WHAT YOU WILL DO – Each line below with the string "tracing" should be copied.

MATERIAL PROVIDED –

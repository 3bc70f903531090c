use crate::render;
use clap::Args;
use freightdash_core::client::DashboardSource;
use freightdash_core::domain::load::{LoadQuery, NewLoad};

#[derive(Debug, Args)]
pub struct SearchArgs {
    /// Case-insensitive substring of the origin.
    #[arg(long)]
    origin: Option<String>,

    /// Case-insensitive substring of the destination.
    #[arg(long)]
    destination: Option<String>,

    #[arg(long)]
    equipment: Option<String>,

    #[arg(long)]
    min_rate: Option<u32>,

    #[arg(long)]
    max_rate: Option<u32>,

    #[arg(long, default_value_t = 10)]
    limit: u32,

    /// Print raw JSON instead of a table.
    #[arg(long)]
    json: bool,
}

impl From<SearchArgs> for LoadQuery {
    fn from(args: SearchArgs) -> Self {
        Self {
            origin: args.origin,
            destination: args.destination,
            equipment: args.equipment,
            min_rate: args.min_rate,
            max_rate: args.max_rate,
            limit: args.limit,
        }
    }
}

#[derive(Debug, Args)]
pub struct CreateArgs {
    #[arg(long)]
    load_id: String,
    #[arg(long)]
    origin: String,
    #[arg(long)]
    destination: String,
    /// ISO-8601, e.g. 2024-01-01T08:00.
    #[arg(long)]
    pickup: String,
    /// ISO-8601, e.g. 2024-01-02T17:00.
    #[arg(long)]
    delivery: String,
    #[arg(long)]
    equipment_type: String,
    #[arg(long)]
    rate: u32,
    #[arg(long)]
    miles: Option<u32>,
    #[arg(long)]
    weight: Option<u32>,
    #[arg(long)]
    commodity_type: Option<String>,
    #[arg(long)]
    notes: Option<String>,
}

impl From<CreateArgs> for NewLoad {
    fn from(args: CreateArgs) -> Self {
        Self {
            load_id: args.load_id,
            origin: args.origin,
            destination: args.destination,
            pickup_datetime: args.pickup,
            delivery_datetime: args.delivery,
            equipment_type: args.equipment_type,
            loadboard_rate: args.rate,
            miles: args.miles,
            notes: args.notes,
            weight: args.weight,
            commodity_type: args.commodity_type,
        }
    }
}

pub async fn search(source: &dyn DashboardSource, args: SearchArgs) -> anyhow::Result<()> {
    let json = args.json;
    let query = LoadQuery::from(args);
    let loads = source.fetch_loads(&query).await?;
    tracing::info!(count = loads.len(), "load search complete");

    if json {
        println!("{}", serde_json::to_string_pretty(&loads)?);
    } else {
        print!("{}", render::render_load_table(&loads));
    }
    Ok(())
}

pub async fn get(source: &dyn DashboardSource, load_id: &str) -> anyhow::Result<()> {
    match source.fetch_load(load_id).await? {
        Some(load) => println!("{}", serde_json::to_string_pretty(&load)?),
        None => anyhow::bail!("load not found: {load_id}"),
    }
    Ok(())
}

pub async fn create(source: &dyn DashboardSource, args: CreateArgs) -> anyhow::Result<()> {
    let created = source.create_load(NewLoad::from(args)).await?;
    tracing::info!(load_id = %created.load_id, "load registered");
    println!("{}", serde_json::to_string_pretty(&created)?);
    Ok(())
}

#[cfg(test)]
mod tests {
    use super::*;
    use clap::Parser;

    #[derive(Debug, Parser)]
    struct Harness {
        #[command(flatten)]
        create: CreateArgs,
    }

    #[test]
    fn create_args_map_onto_new_load() {
        let harness = Harness::parse_from([
            "freightdash",
            "--load-id",
            "L-9",
            "--origin",
            "Reno, NV",
            "--destination",
            "Boise, ID",
            "--pickup",
            "2024-03-01T07:00",
            "--delivery",
            "2024-03-01T19:00",
            "--equipment-type",
            "Flatbed",
            "--rate",
            "2100",
            "--miles",
            "420",
        ]);
        let load = NewLoad::from(harness.create);
        assert_eq!(load.load_id, "L-9");
        assert_eq!(load.loadboard_rate, 2100);
        assert_eq!(load.miles, Some(420));
        assert_eq!(load.weight, None);
        assert!(load.validate().is_ok());
    }
}
use crate::domain::load::Load;
use serde::Serialize;

/// Upper bounds of the rate histogram bands, ascending. The last band also takes every
/// rate above its bound.
pub const RATE_THRESHOLDS: [u32; 7] = [500, 1000, 1500, 2000, 2500, 3000, 3500];

pub type RateHistogram = [RateBucket; RATE_THRESHOLDS.len()];

#[derive(Debug, Clone, PartialEq, Eq, Serialize)]
pub struct RateBucket {
    pub bucket: String,
    pub count: u64,
}

/// Index of the first band whose bound is >= `rate`, or the last band.
pub fn bucket_index(rate: f64) -> usize {
    RATE_THRESHOLDS
        .iter()
        .position(|&bound| rate <= f64::from(bound))
        .unwrap_or(RATE_THRESHOLDS.len() - 1)
}

/// Counts loads per rate band. All bands are always present, empty ones with count `0`.
pub fn bucketize_rates(loads: &[Load]) -> RateHistogram {
    let mut counts = [0u64; RATE_THRESHOLDS.len()];
    for load in loads {
        counts[bucket_index(load.loadboard_rate.or_zero())] += 1;
    }

    std::array::from_fn(|i| RateBucket {
        bucket: format!("≤{}", RATE_THRESHOLDS[i]),
        count: counts[i],
    })
}

#[cfg(test)]
mod tests {
    use super::*;
    use crate::domain::numeric::LooseNumber;

    fn loads_with_rates(rates: &[LooseNumber]) -> Vec<Load> {
        rates
            .iter()
            .map(|&rate| Load {
                loadboard_rate: rate,
                ..Load::default()
            })
            .collect()
    }

    fn counts(h: &RateHistogram) -> Vec<u64> {
        h.iter().map(|b| b.count).collect()
    }

    #[test]
    fn labels_follow_thresholds() {
        let h = bucketize_rates(&[]);
        let labels: Vec<_> = h.iter().map(|b| b.bucket.as_str()).collect();
        assert_eq!(
            labels,
            ["≤500", "≤1000", "≤1500", "≤2000", "≤2500", "≤3000", "≤3500"]
        );
    }

    #[test]
    fn empty_input_has_seven_zero_buckets() {
        let h = bucketize_rates(&[]);
        assert_eq!(h.len(), 7);
        assert_eq!(counts(&h), vec![0; 7]);
    }

    #[test]
    fn rate_1200_lands_in_the_1500_band() {
        let h = bucketize_rates(&loads_with_rates(&[LooseNumber::new(1200.0)]));
        assert_eq!(counts(&h), vec![0, 0, 1, 0, 0, 0, 0]);
    }

    #[test]
    fn bounds_are_inclusive() {
        assert_eq!(bucket_index(500.0), 0);
        assert_eq!(bucket_index(500.5), 1);
        assert_eq!(bucket_index(3500.0), 6);
    }

    #[test]
    fn rates_above_the_top_bound_use_the_last_band() {
        let h = bucketize_rates(&loads_with_rates(&[
            LooseNumber::new(3200.0),
            LooseNumber::new(9999.0),
        ]));
        assert_eq!(counts(&h), vec![0, 0, 0, 0, 0, 0, 2]);
        assert_eq!(h[6].bucket, "≤3500");
    }

    #[test]
    fn missing_rates_count_as_zero() {
        let h = bucketize_rates(&loads_with_rates(&[LooseNumber::absent(), LooseNumber::new(-5.0)]));
        assert_eq!(counts(&h), vec![2, 0, 0, 0, 0, 0, 0]);
    }

    #[test]
    fn counts_sum_to_number_of_loads() {
        let rates: Vec<_> = (0..50).map(|i| LooseNumber::new(f64::from(i) * 97.0)).collect();
        let h = bucketize_rates(&loads_with_rates(&rates));
        assert_eq!(h.iter().map(|b| b.count).sum::<u64>(), 50);
    }
}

EXERCISE RESULT –
    tracing::info!(count = loads.len(), "load search complete");
    tracing::info!(load_id = %created.load_id, "load registered");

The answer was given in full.